【特集記事】実際に英語を使ってグローバルにお仕事をなさっている方にご自身の経験をお話いただいています。
各方面のエキスパートの方々の生きた声をお届けします。
ルミナス(以下、LC):一時帰国中のお忙しい時にありがとうございます。駐在はいつからでしたか?
Y:4年前から日系企業の製造業子会社のたてなおしのためにアメリカ南部の都市で働いています。北海道の様に広々とした場所です。
LC:4年、もうそんなに経ちましたか。早いものですね(笑)。駐在なさる直前にもお話しましたね。改めて駐在に至ったきっかけを教えてください。
Y:はい、もともと外部の会計コンサルタントとして日本本社のサポートをしていました。その会社から、アメリカの子会社の管理体制を見直して欲しいと頼まれたのがきっかけです。実は以前から海外で働きたいなと思って英語を勉強したりしていたので・・・迷わず引き受けました。今は現地の経理部で従業員として働いています。
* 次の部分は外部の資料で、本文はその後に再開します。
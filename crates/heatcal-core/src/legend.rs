//! Legend data: one swatch per palette class, boundary ticks between them.

use crate::format::fmt_temp;
use crate::palette::Palette;
use crate::scale::QuantizeScale;

/// A boundary value between two legend swatches (or at either end).
#[derive(Debug, Clone, PartialEq)]
pub struct LegendTick {
    pub value: f64,
    /// Display form, rounded to one decimal.
    pub label: String,
}

/// Everything the presentation layer needs to draw the legend: swatch colors
/// in class order and `colors.len() + 1` boundary ticks.
#[derive(Debug, Clone, PartialEq)]
pub struct Legend {
    pub colors: Vec<String>,
    pub ticks: Vec<LegendTick>,
}

impl Legend {
    pub fn build(scale: &QuantizeScale, palette: &Palette) -> Self {
        let ticks = scale
            .thresholds()
            .into_iter()
            .map(|value| LegendTick { label: fmt_temp(value), value })
            .collect();
        Self { colors: palette.colors().to_vec(), ticks }
    }
}

#[cfg(test)]
mod tests {
    use super::*;
    use approx::assert_relative_eq;

    #[test]
    fn legend_has_one_more_tick_than_swatch() {
        let palette = Palette::diverging();
        let scale = QuantizeScale::new(1.684, 13.888, palette.len()).unwrap();
        let legend = Legend::build(&scale, &palette);
        assert_eq!(legend.colors.len(), 9);
        assert_eq!(legend.ticks.len(), 10);
        assert_relative_eq!(legend.ticks[0].value, 1.684);
        assert_relative_eq!(legend.ticks[9].value, 13.888);
        assert_eq!(legend.ticks[0].label, "1.7");
        assert_eq!(legend.ticks[9].label, "13.9");
    }
}
//! Fetch-then-project pipeline.
//!
//! The dataset is fetched exactly once; any failure is terminal for the
//! render pass. There is no retry, no timeout, and no partial layout: a
//! failed run produces an error and nothing else.

use thiserror::Error;

use crate::dataset::{Dataset, DatasetError, RawDataset};
use crate::palette::Palette;
use crate::projector::{project, ChartConfig, ChartLayout};
use crate::scale::ScaleError;

/// Where the raw dataset comes from. Implemented over HTTP and local files
/// by the render tool; test code substitutes stub sources.
pub trait DatasetSource {
    fn fetch(&self) -> Result<RawDataset, SourceError>;
}

#[derive(Debug, Error)]
pub enum SourceError {
    #[error("request failed with HTTP status {0}")]
    Status(u16),

    #[error("transport error: {0}")]
    Transport(String),

    #[error("malformed response body: {0}")]
    Malformed(#[from] serde_json::Error),
}

#[derive(Debug, Error)]
pub enum PipelineError {
    #[error("dataset fetch failed: {0}")]
    Fetch(#[from] SourceError),

    #[error("invalid dataset: {0}")]
    Dataset(#[from] DatasetError),

    #[error("projection failed: {0}")]
    Project(#[from] ScaleError),
}

/// Fetch, validate, and project in one pass.
pub fn run(
    source: &dyn DatasetSource,
    config: &ChartConfig,
    palette: Palette,
) -> Result<ChartLayout, PipelineError> {
    let raw = source.fetch()?;
    let dataset = Dataset::from_raw(raw)?;
    Ok(project(&dataset, config, palette)?)
}
//! Quantize scale: continuous temperature range onto discrete bucket indices.

use super::ScaleError;

/// Equal-width bucketing of `[min, max]` into `bucket_count` intervals.
///
/// The top interval is closed: a value equal to `max` lands in the last
/// bucket, never out of range. A degenerate domain (`min == max`) maps every
/// value to bucket 0 without dividing.
#[derive(Debug, Clone, Copy, PartialEq)]
pub struct QuantizeScale {
    min: f64,
    max: f64,
    bucket_count: usize,
}

impl QuantizeScale {
    pub fn new(min: f64, max: f64, bucket_count: usize) -> Result<Self, ScaleError> {
        if bucket_count == 0 {
            return Err(ScaleError::ZeroBuckets);
        }
        if !min.is_finite() || !max.is_finite() || min > max {
            return Err(ScaleError::BadQuantizeDomain { min, max });
        }
        Ok(Self { min, max, bucket_count })
    }

    /// Bucket index in `[0, bucket_count)` for `value`. Values outside the
    /// domain clamp to the first or last bucket.
    #[inline]
    pub fn bucket(&self, value: f64) -> usize {
        if self.max == self.min {
            return 0;
        }
        let t = (value - self.min) / (self.max - self.min);
        // `as usize` saturates at 0 for negative t; min() closes the top.
        ((t * self.bucket_count as f64) as usize).min(self.bucket_count - 1)
    }

    #[inline]
    pub fn bucket_count(&self) -> usize {
        self.bucket_count
    }

    #[inline]
    pub fn domain(&self) -> (f64, f64) {
        (self.min, self.max)
    }

    /// The `bucket_count + 1` evenly spaced boundary values from `min` to
    /// `max` inclusive.
    pub fn thresholds(&self) -> Vec<f64> {
        let step = (self.max - self.min) / self.bucket_count as f64;
        (0..=self.bucket_count)
            .map(|i| {
                if i == self.bucket_count {
                    self.max // avoid accumulated rounding on the top boundary
                } else {
                    self.min + step * i as f64
                }
            })
            .collect()
    }
}

#[cfg(test)]
mod tests {
    use super::*;
    use approx::assert_relative_eq;

    #[test]
    fn extent_endpoints_map_to_first_and_last_bucket() {
        let scale = QuantizeScale::new(6.437, 7.294, 9).unwrap();
        assert_eq!(scale.bucket(6.437), 0);
        assert_eq!(scale.bucket(7.294), 8);
    }

    #[test]
    fn two_buckets_split_at_midpoint() {
        // base 8.66 with variances -1.366 / -2.223: absolute temps 7.294 and
        // 6.437, midpoint 6.8655.
        let scale = QuantizeScale::new(6.437, 7.294, 2).unwrap();
        assert_eq!(scale.bucket(7.294), 1);
        assert_eq!(scale.bucket(6.437), 0);
        assert_eq!(scale.bucket(6.87), 1);
        assert_eq!(scale.bucket(6.86), 0);
    }

    #[test]
    fn degenerate_domain_short_circuits_to_bucket_zero() {
        let scale = QuantizeScale::new(8.66, 8.66, 5).unwrap();
        assert_eq!(scale.bucket(8.66), 0);
        assert_eq!(scale.bucket(100.0), 0);
    }

    #[test]
    fn out_of_domain_values_clamp() {
        let scale = QuantizeScale::new(0.0, 10.0, 4);
        let scale = scale.unwrap();
        assert_eq!(scale.bucket(-5.0), 0);
        assert_eq!(scale.bucket(15.0), 3);
    }

    #[test]
    fn thresholds_are_evenly_spaced_and_inclusive() {
        let scale = QuantizeScale::new(2.0, 12.0, 5).unwrap();
        let t = scale.thresholds();
        assert_eq!(t.len(), 6);
        assert_relative_eq!(t[0], 2.0);
        assert_relative_eq!(t[5], 12.0);
        for pair in t.windows(2) {
            assert_relative_eq!(pair[1] - pair[0], 2.0);
        }
    }

    #[test]
    fn invalid_construction_is_rejected() {
        assert_eq!(QuantizeScale::new(0.0, 1.0, 0), Err(ScaleError::ZeroBuckets));
        assert!(matches!(
            QuantizeScale::new(2.0, 1.0, 3),
            Err(ScaleError::BadQuantizeDomain { .. })
        ));
        assert!(matches!(
            QuantizeScale::new(f64::NAN, 1.0, 3),
            Err(ScaleError::BadQuantizeDomain { .. })
        ));
    }
}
LC:なるほど、チャンスをつかまれたのですね。着任後すぐにアメリカでの仕事の仕方に馴染めましたか?
Y:いえ、最初の2年間は大変でしたね。会計士ということで経理部では一定のレスペクトはあったのですが、なかなかうまく周囲の協力を取り付けることができなくて。
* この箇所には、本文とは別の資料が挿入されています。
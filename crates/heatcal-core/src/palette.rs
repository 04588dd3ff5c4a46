//! Color palettes for the quantized temperature classes.

use thiserror::Error;

/// Default diverging palette, cool blue through neutral to warm red.
/// ColorBrewer RdYlBu-9, reversed so colder temperatures come first.
const DIVERGING: [&str; 9] = [
    "#4575b4", "#74add1", "#abd9e9", "#e0f3f8", "#ffffbf", "#fee090", "#fdae61", "#f46d43",
    "#d73027",
];

#[derive(Debug, Error, PartialEq)]
pub enum PaletteError {
    #[error("palette must contain at least one color")]
    Empty,
}

/// Non-empty ordered list of fill colors. Index 0 is the coldest class.
#[derive(Debug, Clone, PartialEq)]
pub struct Palette {
    colors: Vec<String>,
}

impl Palette {
    pub fn new<I, S>(colors: I) -> Result<Self, PaletteError>
    where
        I: IntoIterator<Item = S>,
        S: Into<String>,
    {
        let colors: Vec<String> = colors.into_iter().map(Into::into).collect();
        if colors.is_empty() {
            return Err(PaletteError::Empty);
        }
        Ok(Self { colors })
    }

    /// The built-in nine-class diverging temperature palette.
    pub fn diverging() -> Self {
        Self { colors: DIVERGING.iter().map(|&c| c.to_owned()).collect() }
    }

    #[inline]
    pub fn len(&self) -> usize {
        self.colors.len()
    }

    #[inline]
    pub fn is_empty(&self) -> bool {
        false // construction guarantees at least one color
    }

    #[inline]
    pub fn color(&self, index: usize) -> &str {
        &self.colors[index]
    }

    #[inline]
    pub fn colors(&self) -> &[String] {
        &self.colors
    }
}

impl Default for Palette {
    fn default() -> Self {
        Self::diverging()
    }
}

#[cfg(test)]
mod tests {
    use super::*;

    #[test]
    fn default_palette_orders_cold_to_warm() {
        let p = Palette::diverging();
        assert_eq!(p.len(), 9);
        assert_eq!(p.color(0), "#4575b4");
        assert_eq!(p.color(8), "#d73027");
    }

    #[test]
    fn empty_palette_is_rejected() {
        assert_eq!(Palette::new(Vec::<String>::new()), Err(PaletteError::Empty));
    }

    #[test]
    fn custom_palette_preserves_order() {
        let p = Palette::new(["#000", "#fff"]).unwrap();
        assert_eq!(p.colors(), &["#000".to_owned(), "#fff".to_owned()]);
    }
}
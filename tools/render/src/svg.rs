//! SVG assembly from a projected chart layout.
//!
//! Pure string building: every drawable element comes straight from the
//! layout the projector produced. Each cell rectangle carries the upstream
//! data attributes plus a `<title>` child so hovering in any SVG viewer
//! shows the tooltip label.

use std::fmt::Write as _;

use heatcal_core::{ChartConfig, ChartLayout};

const AXIS_TICK_LEN: f64 = 6.0;
const LEGEND_SWATCH_WIDTH: f64 = 30.0;
const LEGEND_SWATCH_HEIGHT: f64 = 12.0;

/// Escape a string for use in XML text nodes and attribute values.
fn escape(text: &str) -> String {
    text.replace('&', "&amp;")
        .replace('<', "&lt;")
        .replace('>', "&gt;")
        .replace('"', "&quot;")
}

/// Assemble the complete standalone SVG document.
pub fn document(layout: &ChartLayout, config: &ChartConfig) -> String {
    let mut out = String::new();
    let _ = writeln!(
        out,
        r#"<svg xmlns="http://www.w3.org/2000/svg" width="{}" height="{}" font-family="sans-serif">"#,
        config.width, config.height
    );

    write_heading(&mut out, layout, config);
    write_cells(&mut out, layout);
    write_axes(&mut out, layout, config);
    write_legend(&mut out, layout, config);

    out.push_str("</svg>\n");
    out
}

fn write_heading(out: &mut String, layout: &ChartLayout, config: &ChartConfig) {
    let cx = config.width / 2.0;
    let _ = writeln!(
        out,
        r#"  <text id="title" x="{cx}" y="20" text-anchor="middle" font-size="16">Monthly Global Land-Surface Temperature</text>"#
    );
    let _ = writeln!(
        out,
        r#"  <text id="description" x="{cx}" y="40" text-anchor="middle" font-size="12">base temperature {} ℃</text>"#,
        layout.base_temperature
    );
}

fn write_cells(out: &mut String, layout: &ChartLayout) {
    for cell in &layout.cells {
        let _ = writeln!(
            out,
            r#"  <rect class="cell" x="{x}" y="{y}" width="{w}" height="{h}" fill="{fill}" data-year="{year}" data-month="{month}" data-temp="{temp}"><title>{tip}</title></rect>"#,
            x = cell.x,
            y = cell.y,
            w = cell.width,
            h = cell.height,
            fill = cell.fill,
            year = cell.year,
            month = cell.month_zero_indexed,
            temp = cell.temp_label,
            tip = escape(&cell.tooltip),
        );
    }
}

fn write_axes(out: &mut String, layout: &ChartLayout, config: &ChartConfig) {
    let pad = config.padding;
    let axis_y = config.height - pad.bottom;

    // X axis: baseline, one tick per labelled year.
    let _ = writeln!(
        out,
        r#"  <g id="x-axis" stroke="black"><line x1="{}" y1="{axis_y}" x2="{}" y2="{axis_y}"/></g>"#,
        pad.left,
        config.width - pad.right
    );
    for tick in &layout.year_ticks {
        let _ = writeln!(
            out,
            r#"  <line x1="{x}" y1="{axis_y}" x2="{x}" y2="{y2}" stroke="black"/>"#,
            x = tick.x,
            y2 = axis_y + AXIS_TICK_LEN
        );
        let _ = writeln!(
            out,
            r#"  <text x="{x}" y="{ty}" text-anchor="middle" font-size="10">{year}</text>"#,
            x = tick.x,
            ty = axis_y + AXIS_TICK_LEN + 10.0,
            year = tick.year
        );
    }

    // Y axis: baseline, month name at each band center.
    let _ = writeln!(
        out,
        r#"  <g id="y-axis" stroke="black"><line x1="{x}" y1="{}" x2="{x}" y2="{axis_y}"/></g>"#,
        pad.top,
        x = pad.left
    );
    for tick in &layout.month_ticks {
        let _ = writeln!(
            out,
            r#"  <text x="{tx}" y="{y}" text-anchor="end" dominant-baseline="middle" font-size="10">{label}</text>"#,
            tx = pad.left - AXIS_TICK_LEN,
            y = tick.center,
            label = tick.label
        );
    }
}

fn write_legend(out: &mut String, layout: &ChartLayout, config: &ChartConfig) {
    // Swatch row along the bottom edge, boundary labels under the seams.
    let x0 = config.padding.left;
    let y0 = config.height - LEGEND_SWATCH_HEIGHT - 14.0;

    let _ = writeln!(out, r#"  <g id="legend">"#);
    for (i, color) in layout.legend.colors.iter().enumerate() {
        let _ = writeln!(
            out,
            r#"    <rect x="{x}" y="{y0}" width="{LEGEND_SWATCH_WIDTH}" height="{LEGEND_SWATCH_HEIGHT}" fill="{color}" stroke="black"/>"#,
            x = x0 + i as f64 * LEGEND_SWATCH_WIDTH
        );
    }
    for (i, tick) in layout.legend.ticks.iter().enumerate() {
        let _ = writeln!(
            out,
            r#"    <text x="{x}" y="{y}" text-anchor="middle" font-size="9">{label}</text>"#,
            x = x0 + i as f64 * LEGEND_SWATCH_WIDTH,
            y = y0 + LEGEND_SWATCH_HEIGHT + 10.0,
            label = tick.label
        );
    }
    let _ = writeln!(out, "  </g>");
}

#[cfg(test)]
mod tests {
    use super::*;
    use heatcal_core::dataset::{Dataset, RawDataset, TemperatureRecord};
    use heatcal_core::{project, Palette};

    fn sample_layout() -> (ChartLayout, ChartConfig) {
        let ds = Dataset::from_raw(RawDataset {
            base_temperature: 8.66,
            monthly_variance: vec![
                TemperatureRecord { year: 1753, month: 1, variance: -1.366 },
                TemperatureRecord { year: 1754, month: 2, variance: -2.223 },
            ],
        })
        .unwrap();
        let config = ChartConfig::default();
        let layout = project(&ds, &config, Palette::diverging()).unwrap();
        (layout, config)
    }

    #[test]
    fn document_contains_one_rect_per_cell() {
        let (layout, config) = sample_layout();
        let doc = document(&layout, &config);
        assert_eq!(doc.matches(r#"class="cell""#).count(), 2);
        assert!(doc.contains(r#"data-year="1753""#));
        assert!(doc.contains(r#"data-month="0""#));
        assert!(doc.contains(r#"data-temp="7.3""#));
    }

    #[test]
    fn document_contains_axes_and_legend() {
        let (layout, config) = sample_layout();
        let doc = document(&layout, &config);
        assert!(doc.contains(r#"id="x-axis""#));
        assert!(doc.contains(r#"id="y-axis""#));
        assert!(doc.contains(r#"id="legend""#));
        assert!(doc.contains(">January<"));
        assert!(doc.contains(">December<"));
    }

    #[test]
    fn cell_titles_carry_tooltip_labels() {
        let (layout, config) = sample_layout();
        let doc = document(&layout, &config);
        assert!(doc.contains("<title>1753 - January\n7.3 ℃\n-1.4 ℃</title>"));
    }

    #[test]
    fn escape_covers_markup_characters() {
        assert_eq!(escape(r#"a<b>&"c""#), "a&lt;b&gt;&amp;&quot;c&quot;");
    }
}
資料を見て理解しようとしてもそもそも情報の在りかがわからず、人脈もないので部内外の人とのコミュニケーションもなかなか上手くいかず。日本にいたときと比べて仕事がやりづらかったです。
LC:そのような厳しい状況から現在のような環境に至ったきっかけはありますか?ご自身で積極的に行った事などあれば教えてください。
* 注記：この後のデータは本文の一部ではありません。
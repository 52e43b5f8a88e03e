//! Provider-agnostic chat primitives.
//!
//! [`ChatModel`] is the single seam between the engine and any concrete LLM
//! provider. The production implementation is [`crate::agents::http::HttpChatModel`];
//! tests drive the engine with [`ScriptedChatModel`], which replays canned
//! responses in order.

use async_trait::async_trait;
use serde::{Deserialize, Serialize};
use serde_json::Value;
use std::sync::Mutex;

use super::AgentError;

/// A single chat turn.
#[derive(Clone, Debug, Default, PartialEq, Serialize, Deserialize)]
pub struct ChatMessage {
    pub role: String,
    #[serde(default)]
    pub content: String,
    /// Tool invocations requested by the model (assistant turns only).
    #[serde(default, skip_serializing_if = "Vec::is_empty")]
    pub tool_calls: Vec<ToolCall>,
    /// Which tool call this message answers (tool turns only).
    #[serde(default, skip_serializing_if = "Option::is_none")]
    pub tool_call_id: Option<String>,
}

impl ChatMessage {
    pub const SYSTEM: &'static str = "system";
    pub const USER: &'static str = "user";
    pub const ASSISTANT: &'static str = "assistant";
    pub const TOOL: &'static str = "tool";

    #[must_use]
    pub fn system(content: impl Into<String>) -> Self {
        Self {
            role: Self::SYSTEM.to_string(),
            content: content.into(),
            ..Default::default()
        }
    }

    #[must_use]
    pub fn user(content: impl Into<String>) -> Self {
        Self {
            role: Self::USER.to_string(),
            content: content.into(),
            ..Default::default()
        }
    }

    #[must_use]
    pub fn assistant(content: impl Into<String>) -> Self {
        Self {
            role: Self::ASSISTANT.to_string(),
            content: content.into(),
            ..Default::default()
        }
    }

    /// A tool result message answering `tool_call_id`.
    #[must_use]
    pub fn tool(tool_call_id: impl Into<String>, content: impl Into<String>) -> Self {
        Self {
            role: Self::TOOL.to_string(),
            content: content.into(),
            tool_call_id: Some(tool_call_id.into()),
            ..Default::default()
        }
    }

    /// An assistant turn that only requests tool calls.
    #[must_use]
    pub fn tool_request(calls: Vec<ToolCall>) -> Self {
        Self {
            role: Self::ASSISTANT.to_string(),
            tool_calls: calls,
            ..Default::default()
        }
    }

    /// Whether this turn requests at least one tool invocation.
    #[must_use]
    pub fn wants_tools(&self) -> bool {
        !self.tool_calls.is_empty()
    }
}

/// A tool invocation requested by the model.
#[derive(Clone, Debug, PartialEq, Serialize, Deserialize)]
pub struct ToolCall {
    pub id: String,
    pub name: String,
    pub arguments: Value,
}

/// Declaration of a callable tool, shipped with the request.
#[derive(Clone, Debug, PartialEq, Serialize, Deserialize)]
pub struct ToolSpec {
    pub name: String,
    pub description: String,
    /// JSON schema of the tool's arguments.
    pub parameters: Value,
}

/// One completion request.
#[derive(Clone, Debug, Default)]
pub struct ChatRequest {
    pub messages: Vec<ChatMessage>,
    pub tools: Vec<ToolSpec>,
}

impl ChatRequest {
    #[must_use]
    pub fn new(messages: Vec<ChatMessage>) -> Self {
        Self {
            messages,
            tools: Vec::new(),
        }
    }

    #[must_use]
    pub fn with_tools(mut self, tools: Vec<ToolSpec>) -> Self {
        self.tools = tools;
        self
    }
}

/// One completion response.
#[derive(Clone, Debug)]
pub struct ChatResponse {
    pub message: ChatMessage,
}

/// The provider seam.
///
/// Implementations must be cheap to call concurrently; the content fan-out
/// holds one model handle per agent kind and issues up to the configured
/// semaphore cap of simultaneous calls.
#[async_trait]
pub trait ChatModel: Send + Sync {
    async fn complete(&self, request: ChatRequest) -> Result<ChatResponse, AgentError>;

    /// Model identifier, for logging only.
    fn model_name(&self) -> &str;
}

/// Test double that replays scripted responses in order.
///
/// When the script runs dry it fails as a provider error, which exercises
/// the transient-retry path in tests.
pub struct ScriptedChatModel {
    responses: Mutex<Vec<Result<ChatMessage, AgentError>>>,
    /// Answer returned once the script is exhausted, if any.
    fallback: Option<ChatMessage>,
    calls: Mutex<Vec<ChatRequest>>,
}

impl ScriptedChatModel {
    #[must_use]
    pub fn new(responses: Vec<ChatMessage>) -> Self {
        Self {
            responses: Mutex::new(responses.into_iter().map(Ok).collect()),
            fallback: None,
            calls: Mutex::new(Vec::new()),
        }
    }

    /// Script a mix of successes and failures.
    #[must_use]
    pub fn with_outcomes(outcomes: Vec<Result<ChatMessage, AgentError>>) -> Self {
        Self {
            responses: Mutex::new(outcomes),
            fallback: None,
            calls: Mutex::new(Vec::new()),
        }
    }

    /// A model that always answers with the same body.
    #[must_use]
    pub fn repeating(body: impl Into<String>) -> Self {
        Self {
            responses: Mutex::new(Vec::new()),
            fallback: Some(ChatMessage::assistant(body.into())),
            calls: Mutex::new(Vec::new()),
        }
    }

    /// Requests observed so far (for asserting prompt construction).
    #[must_use]
    pub fn recorded_calls(&self) -> Vec<ChatRequest> {
        self.calls.lock().expect("calls mutex poisoned").clone()
    }
}

#[async_trait]
impl ChatModel for ScriptedChatModel {
    async fn complete(&self, request: ChatRequest) -> Result<ChatResponse, AgentError> {
        self.calls
            .lock()
            .expect("calls mutex poisoned")
            .push(request);
        let mut responses = self.responses.lock().expect("responses mutex poisoned");
        if responses.is_empty() {
            return match &self.fallback {
                Some(message) => Ok(ChatResponse {
                    message: message.clone(),
                }),
                None => Err(AgentError::Provider {
                    provider: "scripted".to_string(),
                    message: "script exhausted".to_string(),
                }),
            };
        }
        responses.remove(0).map(|message| ChatResponse { message })
    }

    fn model_name(&self) -> &str {
        "scripted"
    }
}

#[cfg(test)]
mod tests {
    use super::*;

    #[tokio::test]
    async fn scripted_model_replays_in_order() {
        let model = ScriptedChatModel::new(vec![
            ChatMessage::assistant("first"),
            ChatMessage::assistant("second"),
        ]);
        let a = model
            .complete(ChatRequest::new(vec![ChatMessage::user("hi")]))
            .await
            .unwrap();
        let b = model
            .complete(ChatRequest::new(vec![ChatMessage::user("hi")]))
            .await
            .unwrap();
        assert_eq!(a.message.content, "first");
        assert_eq!(b.message.content, "second");
        assert!(model
            .complete(ChatRequest::new(vec![]))
            .await
            .is_err());
        assert_eq!(model.recorded_calls().len(), 3);
    }

    #[tokio::test]
    async fn repeating_model_never_runs_dry() {
        let model = ScriptedChatModel::repeating("{\"score\": 1.0}");
        for _ in 0..3 {
            let response = model.complete(ChatRequest::new(vec![])).await.unwrap();
            assert_eq!(response.message.content, "{\"score\": 1.0}");
        }
    }
}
Y:まずは日本で強みとなっていたものを発揮することが大事だと思って、とにかく専門知識を駆使して理詰めで話をするようにしました。英語の表現が多少チープになったとしても、私には会計のバックグラウンドがあると考えるようにしました。
毎日の仕事の中で、“この状況では何が正しいのか”を考えて実行していくように心がけていくうちに、相手が私の話を聞いてくれるようになっていきました。相手の中で「こいつの言っている事は正しいかもしれない」と言う事が積み重なっていったのかなと思います。
LC:日本人のご同僚との関係についても教えてください。会社に日本人の方はいらっしゃいますか?
Y:日本人は1000人中20人ぐらいです。最初に挨拶したときは皆、「こいつ誰だ?」という顔をしていましたね。管理畑の同僚が、「この人はYさんで、会計士なのですよ」と紹介してくれたのですが、それでも「会計士って何?」という感じで孤独感を感じました。それでどうしようかなと思って・・・。
日本にいる時は飲み会が好きだったのですが、こちらではそういう機会がありません。気軽に飲める場が欲しかったので、会社内の日本人に「家でBBQをやるので来てもらっていいですか?」と声をかけて何回か飲み会をしました。そうしたら、いろんな部署の人が来てくれて、後に協力して仕事をしやすくなりました。仲良くなりたいときにBBQはおすすめですよ(笑)。
LC:徐々に職場環境が良くなっていったのですね。仕事についてはいかがですか?
Y:2年目までは成果として華々しく報告するものがないなと思い悩み、ストレスで体中にじんましんができました。私を送り出してくれたCFOから「二年でそれしか出来なかったの?」と言われる夢を見てうなされたりもしました。
LC:どうやって乗り越えたのでしょう?
Y:はい、あるプロジェクトで取り組んでいた課題の一つが非常にうまくいったことがあったのですが、それが会社のかねてからグローバルベースでの管理課題を解決するきっかけになったのです。最後の最後に周りの協力が得られた事もありプロジェクトが上手く行き、結果的に会社の業績にも貢献する結果にもなって非常に評価していただけました。状況が良い方向に展開し出したのはそれからです。
実はそろそろ日本に帰る頃かなと思っていたのですが、上司からまだいて欲しいと言われました。「もうあんなウルトラCのようなことはおきませんよ」といったのですが、どうすれば駐在を延長できるのかと言ってもらって。頼りにされるようになったなと感じました。